> _How to complete this task_: Working from the line that contains "fn set_event_data_version(&mut self, version: EventDataVersion)" down to the last line below, repeat each line exactly.

Stored data
────

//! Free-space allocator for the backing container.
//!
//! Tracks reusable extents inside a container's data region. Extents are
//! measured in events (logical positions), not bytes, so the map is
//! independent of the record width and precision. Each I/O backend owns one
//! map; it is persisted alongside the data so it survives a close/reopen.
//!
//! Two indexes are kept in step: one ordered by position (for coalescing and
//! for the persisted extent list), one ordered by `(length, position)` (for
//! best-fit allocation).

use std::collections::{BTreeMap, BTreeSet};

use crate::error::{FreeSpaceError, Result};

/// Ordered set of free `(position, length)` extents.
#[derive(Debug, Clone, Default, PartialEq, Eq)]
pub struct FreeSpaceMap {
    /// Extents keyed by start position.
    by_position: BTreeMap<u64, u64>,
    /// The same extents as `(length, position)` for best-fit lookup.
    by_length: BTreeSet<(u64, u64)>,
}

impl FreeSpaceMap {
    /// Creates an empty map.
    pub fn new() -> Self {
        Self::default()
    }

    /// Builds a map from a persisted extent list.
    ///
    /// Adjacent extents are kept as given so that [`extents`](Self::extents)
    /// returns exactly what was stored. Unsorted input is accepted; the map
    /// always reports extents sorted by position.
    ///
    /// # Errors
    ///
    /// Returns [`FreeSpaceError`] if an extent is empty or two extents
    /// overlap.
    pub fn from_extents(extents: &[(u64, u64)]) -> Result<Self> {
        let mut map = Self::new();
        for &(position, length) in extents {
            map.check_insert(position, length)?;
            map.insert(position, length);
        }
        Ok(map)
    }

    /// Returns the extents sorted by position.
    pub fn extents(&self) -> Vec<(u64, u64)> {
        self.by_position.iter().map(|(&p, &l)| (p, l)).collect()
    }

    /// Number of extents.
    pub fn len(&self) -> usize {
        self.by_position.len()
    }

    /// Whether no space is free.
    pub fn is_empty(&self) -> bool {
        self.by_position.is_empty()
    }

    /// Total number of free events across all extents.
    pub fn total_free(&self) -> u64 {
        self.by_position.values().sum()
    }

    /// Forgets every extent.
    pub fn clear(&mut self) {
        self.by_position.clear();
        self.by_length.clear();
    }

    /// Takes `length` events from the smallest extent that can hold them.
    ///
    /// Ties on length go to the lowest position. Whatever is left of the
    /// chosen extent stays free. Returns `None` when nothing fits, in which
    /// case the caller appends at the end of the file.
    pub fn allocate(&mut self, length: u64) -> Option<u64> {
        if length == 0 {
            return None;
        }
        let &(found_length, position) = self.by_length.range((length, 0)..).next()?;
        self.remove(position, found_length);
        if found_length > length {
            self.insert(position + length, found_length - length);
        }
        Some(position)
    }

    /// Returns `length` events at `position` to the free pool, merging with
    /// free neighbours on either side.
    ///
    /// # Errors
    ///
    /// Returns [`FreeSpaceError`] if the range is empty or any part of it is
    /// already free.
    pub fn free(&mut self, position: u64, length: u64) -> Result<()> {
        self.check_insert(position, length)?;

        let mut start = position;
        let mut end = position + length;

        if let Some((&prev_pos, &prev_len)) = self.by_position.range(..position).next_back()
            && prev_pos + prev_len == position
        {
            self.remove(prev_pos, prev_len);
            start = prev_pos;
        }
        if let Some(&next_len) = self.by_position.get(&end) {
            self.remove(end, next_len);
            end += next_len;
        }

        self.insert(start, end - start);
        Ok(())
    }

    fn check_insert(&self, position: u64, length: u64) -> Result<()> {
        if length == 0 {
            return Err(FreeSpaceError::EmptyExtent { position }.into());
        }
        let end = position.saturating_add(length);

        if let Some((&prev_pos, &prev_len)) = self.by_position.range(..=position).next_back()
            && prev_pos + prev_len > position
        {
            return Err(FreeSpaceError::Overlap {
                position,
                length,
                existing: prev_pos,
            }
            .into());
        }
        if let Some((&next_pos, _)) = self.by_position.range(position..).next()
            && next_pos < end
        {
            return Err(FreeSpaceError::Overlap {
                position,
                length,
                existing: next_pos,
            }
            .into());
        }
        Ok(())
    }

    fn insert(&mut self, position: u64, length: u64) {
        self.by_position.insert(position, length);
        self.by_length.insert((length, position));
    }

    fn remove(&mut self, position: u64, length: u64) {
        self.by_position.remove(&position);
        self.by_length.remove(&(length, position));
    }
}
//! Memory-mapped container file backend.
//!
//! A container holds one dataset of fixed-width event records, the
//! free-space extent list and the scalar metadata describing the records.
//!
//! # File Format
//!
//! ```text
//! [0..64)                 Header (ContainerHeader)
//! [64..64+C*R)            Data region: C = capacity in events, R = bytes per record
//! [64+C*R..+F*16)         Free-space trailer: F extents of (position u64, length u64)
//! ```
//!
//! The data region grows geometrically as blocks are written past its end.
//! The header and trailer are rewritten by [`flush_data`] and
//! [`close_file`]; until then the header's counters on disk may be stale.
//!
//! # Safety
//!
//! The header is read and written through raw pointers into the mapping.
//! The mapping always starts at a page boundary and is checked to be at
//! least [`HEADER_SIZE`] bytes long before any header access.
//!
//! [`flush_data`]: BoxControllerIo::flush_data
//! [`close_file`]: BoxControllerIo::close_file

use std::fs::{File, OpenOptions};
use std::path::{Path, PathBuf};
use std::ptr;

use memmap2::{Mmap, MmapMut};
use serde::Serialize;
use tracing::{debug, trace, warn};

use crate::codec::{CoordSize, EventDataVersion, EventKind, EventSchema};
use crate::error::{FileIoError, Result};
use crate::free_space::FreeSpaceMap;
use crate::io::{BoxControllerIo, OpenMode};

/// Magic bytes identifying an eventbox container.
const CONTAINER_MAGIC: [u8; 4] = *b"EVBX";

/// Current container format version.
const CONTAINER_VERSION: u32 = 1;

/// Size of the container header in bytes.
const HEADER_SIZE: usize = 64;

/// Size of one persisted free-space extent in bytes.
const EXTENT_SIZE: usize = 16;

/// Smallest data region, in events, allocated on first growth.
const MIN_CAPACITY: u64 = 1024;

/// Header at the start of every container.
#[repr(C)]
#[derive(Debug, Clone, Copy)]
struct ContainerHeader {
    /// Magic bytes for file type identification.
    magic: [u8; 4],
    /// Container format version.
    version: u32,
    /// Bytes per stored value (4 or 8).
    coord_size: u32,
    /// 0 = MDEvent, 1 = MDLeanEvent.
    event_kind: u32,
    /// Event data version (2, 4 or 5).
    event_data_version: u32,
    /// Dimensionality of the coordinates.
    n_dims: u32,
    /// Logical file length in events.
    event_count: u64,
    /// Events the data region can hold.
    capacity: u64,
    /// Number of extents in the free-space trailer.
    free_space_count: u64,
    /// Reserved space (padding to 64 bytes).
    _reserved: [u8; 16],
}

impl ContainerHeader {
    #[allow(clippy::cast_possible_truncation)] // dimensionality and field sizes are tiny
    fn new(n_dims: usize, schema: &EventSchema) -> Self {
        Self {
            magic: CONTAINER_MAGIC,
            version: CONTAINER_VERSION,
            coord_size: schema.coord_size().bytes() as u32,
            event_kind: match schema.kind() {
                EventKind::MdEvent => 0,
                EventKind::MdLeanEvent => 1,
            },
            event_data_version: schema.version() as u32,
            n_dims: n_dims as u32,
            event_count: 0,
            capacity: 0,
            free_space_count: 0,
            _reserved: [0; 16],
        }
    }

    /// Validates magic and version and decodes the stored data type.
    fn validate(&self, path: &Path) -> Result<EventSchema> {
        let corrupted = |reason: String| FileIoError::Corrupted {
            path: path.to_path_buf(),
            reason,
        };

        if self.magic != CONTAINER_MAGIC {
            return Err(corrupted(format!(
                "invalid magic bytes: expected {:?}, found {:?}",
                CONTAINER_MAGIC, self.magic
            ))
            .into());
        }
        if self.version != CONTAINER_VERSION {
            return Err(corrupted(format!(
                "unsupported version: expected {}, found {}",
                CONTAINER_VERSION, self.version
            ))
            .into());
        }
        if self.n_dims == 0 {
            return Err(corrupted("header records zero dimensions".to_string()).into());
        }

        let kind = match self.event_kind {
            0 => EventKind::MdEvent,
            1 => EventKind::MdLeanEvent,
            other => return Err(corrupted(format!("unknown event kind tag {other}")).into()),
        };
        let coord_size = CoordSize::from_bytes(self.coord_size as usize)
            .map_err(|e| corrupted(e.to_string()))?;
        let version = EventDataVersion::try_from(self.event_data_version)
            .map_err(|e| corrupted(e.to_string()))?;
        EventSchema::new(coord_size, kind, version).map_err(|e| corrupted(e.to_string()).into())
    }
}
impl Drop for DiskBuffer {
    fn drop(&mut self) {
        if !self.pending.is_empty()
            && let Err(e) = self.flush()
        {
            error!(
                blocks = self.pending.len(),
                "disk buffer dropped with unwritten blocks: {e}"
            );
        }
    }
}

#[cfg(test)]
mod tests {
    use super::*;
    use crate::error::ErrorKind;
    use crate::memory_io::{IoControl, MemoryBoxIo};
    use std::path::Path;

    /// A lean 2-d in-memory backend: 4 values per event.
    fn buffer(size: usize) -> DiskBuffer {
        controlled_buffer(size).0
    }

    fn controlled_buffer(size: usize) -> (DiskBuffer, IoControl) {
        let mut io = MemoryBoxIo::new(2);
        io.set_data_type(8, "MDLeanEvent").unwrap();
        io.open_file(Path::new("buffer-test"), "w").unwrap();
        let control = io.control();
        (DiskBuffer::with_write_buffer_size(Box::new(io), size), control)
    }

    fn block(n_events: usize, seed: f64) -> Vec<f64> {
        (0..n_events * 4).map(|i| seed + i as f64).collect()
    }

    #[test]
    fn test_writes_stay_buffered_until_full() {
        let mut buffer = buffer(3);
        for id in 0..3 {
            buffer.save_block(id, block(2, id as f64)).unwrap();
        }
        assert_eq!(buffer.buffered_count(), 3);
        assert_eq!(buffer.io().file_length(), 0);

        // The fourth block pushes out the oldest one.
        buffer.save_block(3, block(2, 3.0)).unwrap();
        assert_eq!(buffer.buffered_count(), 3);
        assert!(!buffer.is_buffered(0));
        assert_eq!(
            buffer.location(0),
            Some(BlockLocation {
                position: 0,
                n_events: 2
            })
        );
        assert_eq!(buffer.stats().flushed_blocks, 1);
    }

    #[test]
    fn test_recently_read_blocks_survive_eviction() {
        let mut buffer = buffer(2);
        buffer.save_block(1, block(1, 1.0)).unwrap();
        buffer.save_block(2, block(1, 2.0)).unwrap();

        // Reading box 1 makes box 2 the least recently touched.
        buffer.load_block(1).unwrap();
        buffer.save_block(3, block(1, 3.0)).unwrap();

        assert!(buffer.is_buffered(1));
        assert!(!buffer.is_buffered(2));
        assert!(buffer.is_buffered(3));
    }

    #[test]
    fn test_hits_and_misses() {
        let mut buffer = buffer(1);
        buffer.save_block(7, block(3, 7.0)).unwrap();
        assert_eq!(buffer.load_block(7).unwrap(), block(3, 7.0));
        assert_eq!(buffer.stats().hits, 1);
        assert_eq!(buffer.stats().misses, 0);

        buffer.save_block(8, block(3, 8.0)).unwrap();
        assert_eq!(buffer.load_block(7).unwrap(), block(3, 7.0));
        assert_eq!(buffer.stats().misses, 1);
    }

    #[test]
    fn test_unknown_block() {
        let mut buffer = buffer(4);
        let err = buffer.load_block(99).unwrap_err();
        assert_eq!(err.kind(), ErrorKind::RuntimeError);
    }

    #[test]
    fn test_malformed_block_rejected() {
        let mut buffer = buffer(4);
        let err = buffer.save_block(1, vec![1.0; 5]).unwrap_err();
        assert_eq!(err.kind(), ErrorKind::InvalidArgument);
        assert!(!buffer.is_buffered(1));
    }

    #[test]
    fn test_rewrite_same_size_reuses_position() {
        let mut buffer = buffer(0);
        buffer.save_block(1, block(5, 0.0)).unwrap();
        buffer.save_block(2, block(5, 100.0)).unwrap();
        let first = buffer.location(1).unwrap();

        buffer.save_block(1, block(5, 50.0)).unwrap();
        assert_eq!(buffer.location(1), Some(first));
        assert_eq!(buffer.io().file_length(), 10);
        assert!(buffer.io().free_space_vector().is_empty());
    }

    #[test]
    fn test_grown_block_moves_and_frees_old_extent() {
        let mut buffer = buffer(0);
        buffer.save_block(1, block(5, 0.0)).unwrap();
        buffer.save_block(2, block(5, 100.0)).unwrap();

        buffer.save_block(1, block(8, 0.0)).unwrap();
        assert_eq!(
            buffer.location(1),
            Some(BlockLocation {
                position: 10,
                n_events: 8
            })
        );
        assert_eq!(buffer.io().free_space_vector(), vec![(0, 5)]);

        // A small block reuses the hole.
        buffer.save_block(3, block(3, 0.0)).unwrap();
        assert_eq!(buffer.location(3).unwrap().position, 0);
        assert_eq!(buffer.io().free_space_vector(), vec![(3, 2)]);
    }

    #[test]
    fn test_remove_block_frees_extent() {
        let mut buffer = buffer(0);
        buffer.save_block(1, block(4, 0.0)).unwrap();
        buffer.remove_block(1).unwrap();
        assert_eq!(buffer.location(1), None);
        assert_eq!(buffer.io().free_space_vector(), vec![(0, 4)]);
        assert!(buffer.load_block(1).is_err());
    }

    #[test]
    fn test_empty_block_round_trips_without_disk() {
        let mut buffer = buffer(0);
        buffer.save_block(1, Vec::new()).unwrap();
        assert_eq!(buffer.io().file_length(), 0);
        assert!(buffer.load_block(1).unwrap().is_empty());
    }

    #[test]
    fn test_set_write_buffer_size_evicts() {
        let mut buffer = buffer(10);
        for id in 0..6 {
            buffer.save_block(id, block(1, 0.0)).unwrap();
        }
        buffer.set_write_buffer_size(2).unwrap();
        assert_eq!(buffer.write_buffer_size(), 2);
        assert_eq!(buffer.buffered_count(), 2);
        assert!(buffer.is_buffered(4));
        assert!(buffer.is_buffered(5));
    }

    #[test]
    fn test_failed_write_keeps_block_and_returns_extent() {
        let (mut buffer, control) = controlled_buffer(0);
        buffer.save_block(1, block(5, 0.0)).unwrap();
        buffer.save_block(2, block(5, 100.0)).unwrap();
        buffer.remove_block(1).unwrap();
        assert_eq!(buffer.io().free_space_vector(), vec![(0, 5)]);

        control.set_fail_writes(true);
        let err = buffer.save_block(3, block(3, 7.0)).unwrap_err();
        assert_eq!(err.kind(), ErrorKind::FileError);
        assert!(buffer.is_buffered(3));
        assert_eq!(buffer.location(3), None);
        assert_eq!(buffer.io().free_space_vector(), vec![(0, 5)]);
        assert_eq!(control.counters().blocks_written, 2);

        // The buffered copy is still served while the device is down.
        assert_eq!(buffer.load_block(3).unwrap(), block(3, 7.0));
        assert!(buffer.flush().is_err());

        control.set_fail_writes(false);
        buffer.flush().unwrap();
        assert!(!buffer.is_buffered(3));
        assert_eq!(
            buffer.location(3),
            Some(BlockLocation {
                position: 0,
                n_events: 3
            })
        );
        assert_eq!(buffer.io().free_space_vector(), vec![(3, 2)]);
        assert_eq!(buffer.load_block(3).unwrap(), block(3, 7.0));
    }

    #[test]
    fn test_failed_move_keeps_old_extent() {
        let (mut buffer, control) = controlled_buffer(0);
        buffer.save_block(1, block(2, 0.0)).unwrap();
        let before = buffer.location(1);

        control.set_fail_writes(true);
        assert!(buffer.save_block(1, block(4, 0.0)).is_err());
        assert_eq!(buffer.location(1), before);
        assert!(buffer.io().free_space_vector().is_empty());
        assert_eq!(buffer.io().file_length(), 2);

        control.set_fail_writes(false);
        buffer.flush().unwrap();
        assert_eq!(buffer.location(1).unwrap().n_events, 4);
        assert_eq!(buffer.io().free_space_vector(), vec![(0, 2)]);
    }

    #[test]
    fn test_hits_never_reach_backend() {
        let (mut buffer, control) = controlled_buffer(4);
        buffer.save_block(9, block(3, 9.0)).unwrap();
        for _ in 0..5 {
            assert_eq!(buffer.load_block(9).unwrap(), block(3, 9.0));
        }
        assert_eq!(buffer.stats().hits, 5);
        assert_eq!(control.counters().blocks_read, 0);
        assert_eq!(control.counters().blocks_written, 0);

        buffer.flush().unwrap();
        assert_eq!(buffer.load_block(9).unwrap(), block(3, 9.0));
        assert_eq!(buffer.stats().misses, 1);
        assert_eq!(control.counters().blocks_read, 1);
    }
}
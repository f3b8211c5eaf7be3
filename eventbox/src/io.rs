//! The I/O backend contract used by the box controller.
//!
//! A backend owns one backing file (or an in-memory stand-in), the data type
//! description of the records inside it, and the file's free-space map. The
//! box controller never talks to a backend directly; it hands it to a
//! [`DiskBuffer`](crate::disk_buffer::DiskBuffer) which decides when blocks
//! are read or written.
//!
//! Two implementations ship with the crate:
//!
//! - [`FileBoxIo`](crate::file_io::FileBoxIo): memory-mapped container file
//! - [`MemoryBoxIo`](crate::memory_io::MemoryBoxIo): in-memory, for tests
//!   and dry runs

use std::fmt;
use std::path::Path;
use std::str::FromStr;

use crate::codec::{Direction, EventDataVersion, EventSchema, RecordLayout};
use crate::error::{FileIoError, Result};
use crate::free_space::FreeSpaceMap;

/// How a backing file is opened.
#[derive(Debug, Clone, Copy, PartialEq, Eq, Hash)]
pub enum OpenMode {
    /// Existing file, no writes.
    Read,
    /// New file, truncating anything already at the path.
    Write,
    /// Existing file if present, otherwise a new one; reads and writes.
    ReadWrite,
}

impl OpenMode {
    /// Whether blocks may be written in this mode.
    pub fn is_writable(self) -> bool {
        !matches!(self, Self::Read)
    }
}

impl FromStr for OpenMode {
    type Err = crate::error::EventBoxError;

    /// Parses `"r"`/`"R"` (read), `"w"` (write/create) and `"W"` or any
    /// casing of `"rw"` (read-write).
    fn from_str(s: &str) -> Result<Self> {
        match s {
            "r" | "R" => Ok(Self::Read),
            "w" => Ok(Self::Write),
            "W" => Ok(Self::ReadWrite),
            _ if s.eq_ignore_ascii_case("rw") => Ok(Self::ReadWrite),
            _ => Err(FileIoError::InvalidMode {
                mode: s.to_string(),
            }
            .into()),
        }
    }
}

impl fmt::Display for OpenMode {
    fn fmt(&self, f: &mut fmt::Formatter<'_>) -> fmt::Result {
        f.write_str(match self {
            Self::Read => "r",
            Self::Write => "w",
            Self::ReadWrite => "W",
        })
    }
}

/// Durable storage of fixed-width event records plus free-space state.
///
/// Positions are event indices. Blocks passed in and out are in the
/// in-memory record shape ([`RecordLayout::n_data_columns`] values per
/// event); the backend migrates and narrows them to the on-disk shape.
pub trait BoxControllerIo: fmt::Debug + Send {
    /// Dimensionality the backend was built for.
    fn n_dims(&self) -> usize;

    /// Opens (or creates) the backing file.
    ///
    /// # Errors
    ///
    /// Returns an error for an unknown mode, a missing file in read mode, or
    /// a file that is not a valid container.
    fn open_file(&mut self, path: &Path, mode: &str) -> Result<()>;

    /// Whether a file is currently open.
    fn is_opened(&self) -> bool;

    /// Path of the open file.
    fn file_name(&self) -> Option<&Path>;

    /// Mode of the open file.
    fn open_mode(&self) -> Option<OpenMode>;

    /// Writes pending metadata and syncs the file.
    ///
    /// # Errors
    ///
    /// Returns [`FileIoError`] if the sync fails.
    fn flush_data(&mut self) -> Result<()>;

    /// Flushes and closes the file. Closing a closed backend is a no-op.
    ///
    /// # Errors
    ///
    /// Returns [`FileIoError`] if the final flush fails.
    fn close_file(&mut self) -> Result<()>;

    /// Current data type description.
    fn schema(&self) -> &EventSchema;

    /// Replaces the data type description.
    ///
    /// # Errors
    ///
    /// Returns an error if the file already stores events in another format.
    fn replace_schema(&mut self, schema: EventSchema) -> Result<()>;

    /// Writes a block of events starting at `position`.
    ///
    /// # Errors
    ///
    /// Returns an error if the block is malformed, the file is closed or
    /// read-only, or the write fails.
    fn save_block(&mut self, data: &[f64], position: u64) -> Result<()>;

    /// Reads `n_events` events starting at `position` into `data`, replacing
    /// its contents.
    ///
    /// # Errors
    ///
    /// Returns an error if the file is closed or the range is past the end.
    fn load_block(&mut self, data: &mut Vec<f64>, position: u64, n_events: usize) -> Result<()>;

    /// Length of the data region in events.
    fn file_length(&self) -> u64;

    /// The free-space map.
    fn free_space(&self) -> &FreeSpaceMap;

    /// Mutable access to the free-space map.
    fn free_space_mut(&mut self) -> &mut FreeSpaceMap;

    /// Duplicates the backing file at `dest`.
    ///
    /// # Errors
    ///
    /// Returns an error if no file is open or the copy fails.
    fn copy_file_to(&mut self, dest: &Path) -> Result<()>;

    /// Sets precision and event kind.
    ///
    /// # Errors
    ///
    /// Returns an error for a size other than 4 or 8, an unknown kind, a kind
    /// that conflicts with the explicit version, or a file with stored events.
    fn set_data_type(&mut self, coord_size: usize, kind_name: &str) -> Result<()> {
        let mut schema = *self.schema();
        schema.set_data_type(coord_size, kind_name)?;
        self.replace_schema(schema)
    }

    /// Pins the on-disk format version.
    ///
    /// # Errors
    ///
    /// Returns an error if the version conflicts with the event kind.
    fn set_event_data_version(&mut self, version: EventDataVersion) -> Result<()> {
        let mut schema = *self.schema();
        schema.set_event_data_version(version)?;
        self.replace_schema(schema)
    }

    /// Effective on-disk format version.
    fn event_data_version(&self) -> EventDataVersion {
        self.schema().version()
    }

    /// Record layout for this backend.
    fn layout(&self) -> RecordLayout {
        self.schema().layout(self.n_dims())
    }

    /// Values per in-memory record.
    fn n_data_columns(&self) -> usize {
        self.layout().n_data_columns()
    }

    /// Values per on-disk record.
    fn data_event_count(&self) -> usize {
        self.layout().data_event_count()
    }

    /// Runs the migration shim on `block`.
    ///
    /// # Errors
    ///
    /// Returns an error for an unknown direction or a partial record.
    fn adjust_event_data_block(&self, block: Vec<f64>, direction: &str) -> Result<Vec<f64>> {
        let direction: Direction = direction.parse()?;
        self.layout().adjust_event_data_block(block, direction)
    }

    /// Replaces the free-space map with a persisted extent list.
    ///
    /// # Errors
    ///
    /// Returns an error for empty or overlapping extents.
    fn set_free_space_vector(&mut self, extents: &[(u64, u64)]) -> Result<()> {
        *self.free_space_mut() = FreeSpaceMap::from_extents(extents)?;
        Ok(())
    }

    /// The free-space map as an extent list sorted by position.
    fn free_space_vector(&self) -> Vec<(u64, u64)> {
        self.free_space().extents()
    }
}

────

> _Solved exercise_:
    fn set_event_data_version(&mut self, version: EventDataVersion) -> Result<()> {
        let mut schema = *self.schema();
        schema.set_event_data_version(version)?;
        self.replace_schema(schema)
    }

    /// Effective on-disk format version.
    fn event_data_version(&self) -> EventDataVersion {
        self.schema().version()
    }

    /// Record layout for this backend.
    fn layout(&self) -> RecordLayout {
        self.schema().layout(self.n_dims())
    }

    /// Values per in-memory record.
    fn n_data_columns(&self) -> usize {
        self.layout().n_data_columns()
    }

    /// Values per on-disk record.
    fn data_event_count(&self) -> usize {
        self.layout().data_event_count()
    }

    /// Runs the migration shim on `block`.
    ///
    /// # Errors
    ///
    /// Returns an error for an unknown direction or a partial record.
    fn adjust_event_data_block(&self, block: Vec<f64>, direction: &str) -> Result<Vec<f64>> {
        let direction: Direction = direction.parse()?;
        self.layout().adjust_event_data_block(block, direction)
    }

    /// Replaces the free-space map with a persisted extent list.
    ///
    /// # Errors
    ///
    /// Returns an error for empty or overlapping extents.
    fn set_free_space_vector(&mut self, extents: &[(u64, u64)]) -> Result<()> {
        *self.free_space_mut() = FreeSpaceMap::from_extents(extents)?;
        Ok(())
    }

    /// The free-space map as an extent list sorted by position.
    fn free_space_vector(&self) -> Vec<(u64, u64)> {
        self.free_space().extents()
    }
}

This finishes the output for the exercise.